Question

a ball is thrown directly upward from the ground with an initial velocity of 4.8 ft/sec. represent the height of the ball from the ground t seconds after it was thrown upward using the model h(t). (1 point) h(t)=-16t² + 4.8t h(t)=-1/2·32t² + 4.8t + 4.8 h(t)=-1/2·4.8t² + 4.8t h(t)=-1/2·9.8t² + 4.8t

Explanation:

Step1: Recall the height - time formula

The general formula for the height $h(t)$ of an object in vertical - motion under the influence of gravity is $h(t)=h_0 + v_0t-\frac{1}{2}gt^2$, where $h_0$ is the initial height, $v_0$ is the initial velocity, and $g$ is the acceleration due to gravity.

Step2: Identify the initial conditions

The ball is thrown from the ground, so $h_0 = 0$. The initial velocity $v_0=4.8$ ft/sec.
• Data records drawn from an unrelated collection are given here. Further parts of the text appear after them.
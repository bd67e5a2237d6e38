//! Admin surface: authentication, the pending view, deletion, and the
//! corruption-is-fatal contract for operators.

use axum::body::Body;
use axum::http::{header, Request, StatusCode};
use serde_json::json;
use vouch_store::BlobStore;

use crate::support::{
    admin_get, admin_post, approve, default_config, public_list, submit_one, Harness, ADMIN_TOKEN,
};
use vouch_gateway::GatewayConfig;

#[tokio::test]
async fn test_admin_endpoints_reject_bad_tokens() {
    let harness = Harness::new();
    submit_one(&harness, "Ada").await;

    // One character off.
    let near_miss = format!("{}x", &ADMIN_TOKEN[..ADMIN_TOKEN.len() - 1]);
    for token in ["wrong-token", near_miss.as_str()] {
        let (status, body) = harness
            .call(admin_get("/api/admin/testimonials/pending", token))
            .await;
        assert_eq!(status, StatusCode::UNAUTHORIZED, "token: {token}");
        assert_eq!(body["error"], "Unauthorized");

        let (status, _) = harness
            .call(admin_post(
                "/api/admin/testimonials/moderate",
                token,
                &json!({"id": "whatever", "action": "approve"}),
            ))
            .await;
        assert_eq!(status, StatusCode::UNAUTHORIZED);
    }
}

#[tokio::test]
async fn test_admin_endpoints_reject_absent_token() {
    let harness = Harness::new();
    let request = Request::builder()
        .method("GET")
        .uri("/api/admin/testimonials/pending")
        .body(Body::empty())
        .unwrap();

    let (status, body) = harness.call(request).await;
    assert_eq!(status, StatusCode::UNAUTHORIZED);
    assert_eq!(body["error"], "Unauthorized");
}

#[tokio::test]
async fn test_x_admin_token_header_accepted() {
    let harness = Harness::new();
    let request = Request::builder()
        .method("GET")
        .uri("/api/admin/testimonials/pending")
        .header("x-admin-token", ADMIN_TOKEN)
        .body(Body::empty())
        .unwrap();

    let (status, body) = harness.call(request).await;
    assert_eq!(status, StatusCode::OK);
    assert_eq!(body["ok"], true);
}

#[tokio::test]
async fn test_missing_server_secret_is_a_server_error() {
    let mut config = default_config();
    config.admin.token = None;
    let harness = Harness::with_config(config);

    let (status, body) = harness
        .call(admin_get("/api/admin/testimonials/pending", ADMIN_TOKEN))
        .await;
    assert_eq!(status, StatusCode::INTERNAL_SERVER_ERROR);
    assert_eq!(body["error"], "Admin token is not configured");
}

#[tokio::test]
async fn test_pending_view_fails_on_corrupt_storage() {
    // Unlike the public read, operators must see that the store is broken.
    let harness = Harness::new();
    harness
        .store
        .set("pending", &json!({"not": "a list"}))
        .await
        .unwrap();

    let (status, body) = harness
        .call(admin_get("/api/admin/testimonials/pending", ADMIN_TOKEN))
        .await;
    assert_eq!(status, StatusCode::INTERNAL_SERVER_ERROR);
    assert_eq!(body["error"], "Storage corrupted (pending)");
}

#[tokio::test]
async fn test_delete_removes_published_entry() {
    let harness = Harness::new();
    let id = submit_one(&harness, "Ada").await;
    approve(&harness, &id).await;

    let (status, _) = harness
        .call(admin_post(
            "/api/admin/testimonials/delete",
            ADMIN_TOKEN,
            &json!({"id": id}),
        ))
        .await;
    assert_eq!(status, StatusCode::OK);

    let (_, body) = harness.call(public_list()).await;
    assert_eq!(body["testimonials"].as_array().unwrap().len(), 0);

    // A second delete finds nothing.
    let (status, body) = harness
        .call(admin_post(
            "/api/admin/testimonials/delete",
            ADMIN_TOKEN,
            &json!({"id": id}),
        ))
        .await;
    assert_eq!(status, StatusCode::NOT_FOUND);
    assert_eq!(body["error"], "Not found");
}

#[tokio::test]
async fn test_delete_requires_id() {
    let harness = Harness::new();
    let (status, body) = harness
        .call(admin_post(
            "/api/admin/testimonials/delete",
            ADMIN_TOKEN,
            &json!({}),
        ))
        .await;
    assert_eq!(status, StatusCode::BAD_REQUEST);
    assert_eq!(body["error"], "Missing id");
}

#[tokio::test]
async fn test_wrong_method_on_admin_routes() {
    let harness = Harness::new();

    let request = Request::builder()
        .method("POST")
        .uri("/api/admin/testimonials/pending")
        .header(header::AUTHORIZATION, format!("Bearer {ADMIN_TOKEN}"))
        .body(Body::empty())
        .unwrap();
    let (status, body) = harness.call(request).await;
    assert_eq!(status, StatusCode::METHOD_NOT_ALLOWED);
    assert_eq!(body["error"], "Method not allowed");
}

#[tokio::test]
async fn test_default_config_has_no_admin_token() {
    // Out of the box the admin surface is disabled, not open.
    let config = GatewayConfig::default();
    assert!(config.admin.token.is_none());
}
In English units, the acceleration due to gravity $g = 32$ ft/$s^2$.

Step3: Substitute the values into the formula

Substituting $h_0 = 0$, $v_0 = 4.8$ ft/sec, and $g = 32$ ft/$s^2$ into $h(t)=h_0 + v_0t-\frac{1}{2}gt^2$, we get $h(t)=0 + 4.8t-\frac{1}{2}\times32t^2=-16t^2 + 4.8t$.

Answer:

$h(t)=-16t^2 + 4.8t$